*** Opening of MATERIAL SHOWN ***

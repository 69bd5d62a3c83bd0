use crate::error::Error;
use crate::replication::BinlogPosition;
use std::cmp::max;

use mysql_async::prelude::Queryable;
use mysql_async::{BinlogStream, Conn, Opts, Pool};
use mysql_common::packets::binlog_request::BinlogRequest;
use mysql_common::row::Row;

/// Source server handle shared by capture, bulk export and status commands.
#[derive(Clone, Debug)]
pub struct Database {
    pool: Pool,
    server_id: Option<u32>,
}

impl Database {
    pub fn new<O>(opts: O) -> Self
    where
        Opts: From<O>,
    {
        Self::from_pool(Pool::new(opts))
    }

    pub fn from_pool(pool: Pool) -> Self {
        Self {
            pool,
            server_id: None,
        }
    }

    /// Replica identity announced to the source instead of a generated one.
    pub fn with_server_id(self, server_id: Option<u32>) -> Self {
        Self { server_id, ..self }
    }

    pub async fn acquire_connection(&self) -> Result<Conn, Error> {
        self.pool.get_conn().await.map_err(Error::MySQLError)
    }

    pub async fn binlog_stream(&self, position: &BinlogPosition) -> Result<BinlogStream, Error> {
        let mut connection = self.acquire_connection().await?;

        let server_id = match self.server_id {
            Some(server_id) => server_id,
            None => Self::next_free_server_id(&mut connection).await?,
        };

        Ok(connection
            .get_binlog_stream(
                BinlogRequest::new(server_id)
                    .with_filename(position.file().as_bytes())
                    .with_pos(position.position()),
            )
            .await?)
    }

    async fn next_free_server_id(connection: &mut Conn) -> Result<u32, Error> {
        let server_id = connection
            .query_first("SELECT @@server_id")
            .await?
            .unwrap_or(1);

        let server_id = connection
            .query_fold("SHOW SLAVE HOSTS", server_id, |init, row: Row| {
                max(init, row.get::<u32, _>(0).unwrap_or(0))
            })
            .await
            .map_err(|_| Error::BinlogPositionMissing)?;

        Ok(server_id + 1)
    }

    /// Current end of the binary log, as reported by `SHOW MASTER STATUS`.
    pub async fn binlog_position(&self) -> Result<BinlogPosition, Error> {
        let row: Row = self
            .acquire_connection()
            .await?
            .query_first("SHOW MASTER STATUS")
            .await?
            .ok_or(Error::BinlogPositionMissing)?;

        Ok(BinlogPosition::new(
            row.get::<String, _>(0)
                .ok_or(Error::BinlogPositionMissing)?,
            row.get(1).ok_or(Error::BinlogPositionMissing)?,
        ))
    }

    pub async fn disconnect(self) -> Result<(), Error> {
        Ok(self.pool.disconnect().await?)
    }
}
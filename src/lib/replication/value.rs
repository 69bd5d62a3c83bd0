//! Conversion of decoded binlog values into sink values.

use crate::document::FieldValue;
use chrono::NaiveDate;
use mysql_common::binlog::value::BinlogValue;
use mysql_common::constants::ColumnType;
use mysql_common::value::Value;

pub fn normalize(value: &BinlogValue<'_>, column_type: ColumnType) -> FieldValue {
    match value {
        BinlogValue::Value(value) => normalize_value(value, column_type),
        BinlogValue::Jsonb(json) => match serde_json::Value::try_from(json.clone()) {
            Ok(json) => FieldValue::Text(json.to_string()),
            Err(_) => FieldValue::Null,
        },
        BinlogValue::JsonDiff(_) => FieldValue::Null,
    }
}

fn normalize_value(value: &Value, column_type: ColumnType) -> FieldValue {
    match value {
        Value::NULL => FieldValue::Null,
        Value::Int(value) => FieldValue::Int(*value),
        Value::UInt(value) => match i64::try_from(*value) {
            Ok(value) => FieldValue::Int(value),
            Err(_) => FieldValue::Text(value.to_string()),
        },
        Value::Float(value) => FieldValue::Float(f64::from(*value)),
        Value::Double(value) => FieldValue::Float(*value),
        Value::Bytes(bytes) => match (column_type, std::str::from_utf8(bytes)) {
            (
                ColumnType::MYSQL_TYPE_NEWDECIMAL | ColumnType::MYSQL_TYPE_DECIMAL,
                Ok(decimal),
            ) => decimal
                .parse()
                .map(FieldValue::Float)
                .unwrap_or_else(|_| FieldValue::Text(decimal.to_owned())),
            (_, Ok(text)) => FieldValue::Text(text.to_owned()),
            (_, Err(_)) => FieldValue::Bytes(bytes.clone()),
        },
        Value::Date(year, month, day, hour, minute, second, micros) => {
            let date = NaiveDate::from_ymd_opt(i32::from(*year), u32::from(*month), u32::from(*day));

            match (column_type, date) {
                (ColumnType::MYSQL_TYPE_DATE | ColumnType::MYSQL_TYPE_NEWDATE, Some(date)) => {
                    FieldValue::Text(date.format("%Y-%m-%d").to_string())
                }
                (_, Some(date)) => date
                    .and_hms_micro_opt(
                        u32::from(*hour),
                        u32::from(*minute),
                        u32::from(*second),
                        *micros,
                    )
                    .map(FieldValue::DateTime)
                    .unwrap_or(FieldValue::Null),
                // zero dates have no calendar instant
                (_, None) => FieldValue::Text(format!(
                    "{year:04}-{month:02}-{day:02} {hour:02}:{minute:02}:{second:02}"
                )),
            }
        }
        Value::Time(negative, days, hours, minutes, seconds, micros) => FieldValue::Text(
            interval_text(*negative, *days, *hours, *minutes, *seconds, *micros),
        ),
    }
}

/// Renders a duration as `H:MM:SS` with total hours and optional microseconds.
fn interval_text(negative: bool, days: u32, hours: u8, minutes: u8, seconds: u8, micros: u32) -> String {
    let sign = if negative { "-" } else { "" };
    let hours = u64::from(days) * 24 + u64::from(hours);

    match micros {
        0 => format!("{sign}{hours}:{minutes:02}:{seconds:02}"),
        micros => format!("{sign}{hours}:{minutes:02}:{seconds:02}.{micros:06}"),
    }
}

*** Close of MATERIAL SHOWN ***

## [INSTRUCTIONS TO FOLLOW]
Transcribe every entry, keeping each line exactly as it reads.

## [OUTPUT OF THE TASK]
repository 69bd5d62a3c83bd0
use crate::error::Error;
use crate::replication::BinlogPosition;
use std::cmp::max;

use mysql_async::prelude::Queryable;
use mysql_async::{BinlogStream, Conn, Opts, Pool};
use mysql_common::packets::binlog_request::BinlogRequest;
use mysql_common::row::Row;

/// Source server handle shared by capture, bulk export and status commands.
#[derive(Clone, Debug)]
pub struct Database {
    pool: Pool,
    server_id: Option<u32>,
}

impl Database {
    pub fn new<O>(opts: O) -> Self
    where
        Opts: From<O>,
    {
        Self::from_pool(Pool::new(opts))
    }

    pub fn from_pool(pool: Pool) -> Self {
        Self {
            pool,
            server_id: None,
        }
    }

    /// Replica identity announced to the source instead of a generated one.
    pub fn with_server_id(self, server_id: Option<u32>) -> Self {
        Self { server_id, ..self }
    }

    pub async fn acquire_connection(&self) -> Result<Conn, Error> {
        self.pool.get_conn().await.map_err(Error::MySQLError)
    }

    pub async fn binlog_stream(&self, position: &BinlogPosition) -> Result<BinlogStream, Error> {
        let mut connection = self.acquire_connection().await?;

        let server_id = match self.server_id {
            Some(server_id) => server_id,
            None => Self::next_free_server_id(&mut connection).await?,
        };

        Ok(connection
            .get_binlog_stream(
                BinlogRequest::new(server_id)
                    .with_filename(position.file().as_bytes())
                    .with_pos(position.position()),
            )
            .await?)
    }

    async fn next_free_server_id(connection: &mut Conn) -> Result<u32, Error> {
        let server_id = connection
            .query_first("SELECT @@server_id")
            .await?
            .unwrap_or(1);

        let server_id = connection
            .query_fold("SHOW SLAVE HOSTS", server_id, |init, row: Row| {
                max(init, row.get::<u32, _>(0).unwrap_or(0))
            })
            .await
            .map_err(|_| Error::BinlogPositionMissing)?;

        Ok(server_id + 1)
    }

    /// Current end of the binary log, as reported by `SHOW MASTER STATUS`.
    pub async fn binlog_position(&self) -> Result<BinlogPosition, Error> {
        let row: Row = self
            .acquire_connection()
            .await?
            .query_first("SHOW MASTER STATUS")
            .await?
            .ok_or(Error::BinlogPositionMissing)?;

        Ok(BinlogPosition::new(
            row.get::<String, _>(0)
                .ok_or(Error::BinlogPositionMissing)?,
            row.get(1).ok_or(Error::BinlogPositionMissing)?,
        ))
    }

    pub async fn disconnect(self) -> Result<(), Error> {
        Ok(self.pool.disconnect().await?)
    }
}
filename src/lib/replication/value.rs
repository 69bd5d62a3c83bd0
//! Conversion of decoded binlog values into sink values.

use crate::document::FieldValue;
use chrono::NaiveDate;
use mysql_common::binlog::value::BinlogValue;
use mysql_common::constants::ColumnType;
use mysql_common::value::Value;

pub fn normalize(value: &BinlogValue<'_>, column_type: ColumnType) -> FieldValue {
    match value {
        BinlogValue::Value(value) => normalize_value(value, column_type),
        BinlogValue::Jsonb(json) => match serde_json::Value::try_from(json.clone()) {
            Ok(json) => FieldValue::Text(json.to_string()),
            Err(_) => FieldValue::Null,
        },
        BinlogValue::JsonDiff(_) => FieldValue::Null,
    }
}

fn normalize_value(value: &Value, column_type: ColumnType) -> FieldValue {
    match value {
        Value::NULL => FieldValue::Null,
        Value::Int(value) => FieldValue::Int(*value),
        Value::UInt(value) => match i64::try_from(*value) {
            Ok(value) => FieldValue::Int(value),
            Err(_) => FieldValue::Text(value.to_string()),
        },
        Value::Float(value) => FieldValue::Float(f64::from(*value)),
        Value::Double(value) => FieldValue::Float(*value),
        Value::Bytes(bytes) => match (column_type, std::str::from_utf8(bytes)) {
            (
                ColumnType::MYSQL_TYPE_NEWDECIMAL | ColumnType::MYSQL_TYPE_DECIMAL,
                Ok(decimal),
            ) => decimal
                .parse()
                .map(FieldValue::Float)
                .unwrap_or_else(|_| FieldValue::Text(decimal.to_owned())),
            (_, Ok(text)) => FieldValue::Text(text.to_owned()),
            (_, Err(_)) => FieldValue::Bytes(bytes.clone()),
        },
        Value::Date(year, month, day, hour, minute, second, micros) => {
            let date = NaiveDate::from_ymd_opt(i32::from(*year), u32::from(*month), u32::from(*day));

            match (column_type, date) {
                (ColumnType::MYSQL_TYPE_DATE | ColumnType::MYSQL_TYPE_NEWDATE, Some(date)) => {
                    FieldValue::Text(date.format("%Y-%m-%d").to_string())
                }
                (_, Some(date)) => date
                    .and_hms_micro_opt(
                        u32::from(*hour),
                        u32::from(*minute),
                        u32::from(*second),
                        *micros,
                    )
                    .map(FieldValue::DateTime)
                    .unwrap_or(FieldValue::Null),
                // zero dates have no calendar instant
                (_, None) => FieldValue::Text(format!(
                    "{year:04}-{month:02}-{day:02} {hour:02}:{minute:02}:{second:02}"
                )),
            }
        }
        Value::Time(negative, days, hours, minutes, seconds, micros) => FieldValue::Text(
            interval_text(*negative, *days, *hours, *minutes, *seconds, *micros),
        ),
    }
}

/// Renders a duration as `H:MM:SS` with total hours and optional microseconds.
fn interval_text(negative: bool, days: u32, hours: u8, minutes: u8, seconds: u8, micros: u32) -> String {
    let sign = if negative { "-" } else { "" };
    let hours = u64::from(days) * 24 + u64::from(hours);

    match micros {
        0 => format!("{sign}{hours}:{minutes:02}:{seconds:02}"),
        micros => format!("{sign}{hours}:{minutes:02}:{seconds:02}.{micros:06}"),
    }
}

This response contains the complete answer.